LaaO – Museum für Ur- und Frühgeschichte sowie Leuchtenburg Kahla.

Das Jahr 2019 ist noch recht jung, aber es gab bereits zahlreiche Aktivitäten an der Regelschule „Friedrich Schiller“ in Rudolstadt. Oft sind es fächerübergreifende Projekte, bei denen das „Lernen am anderen Ort“ im Mittelpunkt steht. So haben beispielsweise die Fünftklässler Ende Januar den Klassenraum verlassen und dem Museum für Ur- und Frühgeschichte in Weimar einen Besuch abgestattet, denn schließlich steht seit nunmehr einem halben Jahr das neue Fach Geschichte auf ihrer Stundentafel.
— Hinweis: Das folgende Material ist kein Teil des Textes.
//! bfstep search: a resumable breadth-first traversal engine.
//!
//! # Crate dependency graph
//!
//! ```text
//! bfstep_kernel  ←  bfstep_search  ←  bfstep_harness
//! (graph store)     (engine, state)    (config, runner, reports)
//! ```
//!
//! # Key types
//!
//! - [`TraversalEngine`](engine::TraversalEngine): one BFS run, advanced one
//!   dequeue per `step()`
//! - [`StepResult`](step::StepResult): what a single step did
//! - [`Snapshot`](snapshot::Snapshot): read-only view for rendering
//! - [`TraversalState`](state::TraversalState): exportable state for
//!   pause/resume across process boundaries

#![forbid(unsafe_code)]

pub mod engine;
pub mod error;
pub mod frontier;
pub mod snapshot;
pub mod state;
pub mod step;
Nach einem kurzen Gang durch die winterliche Stadt – vorbei am Nationaltheater, dem Schiller- und dem Goethehaus, die in höheren Klassenstufen ebenfalls besucht werden – nahmen die Schüler an einer Führung durch das Museum teil und hatten anschließend Gelegenheit mit Hilfe eines Arbeitsheftes das Museum selbst zu erkunden.
Auch die Schüler der Klasse 7 verfolgten im Januar historische Spuren, indem sie die Leuchtenburg bei Kahla besuchten und Informationen zur Burggeschichte und Wissenswertes rund um das besondere Material Porzellan erhielten.  Dabei durfte der Gang über den „Steg der Wünsche“ nicht fehlen und alle Schüler haben diese besondere Form des Wünscheformulierens auch ausprobiert.  Ein wichtiger Effekt solcher Aktivitäten ist natürlich, dass nicht nur geschichtliche Hintergründe vermittelt, sondern auch die verschiedensten Kompetenzen geschult werden, die für die Persönlichkeitsentwicklung jedes einzelnen Schülers von besonderer Wichtigkeit sind. Und bereits der nächste Termin zum Lernen außerhalb des Schulgebäudes ist fest geplant: „Der Zauberlehrling und sein Handschuh“ soll die Siebtklässler motivieren, selbst eine Ballade von Goethe oder Schiller zu lernen und auch vorzutragen.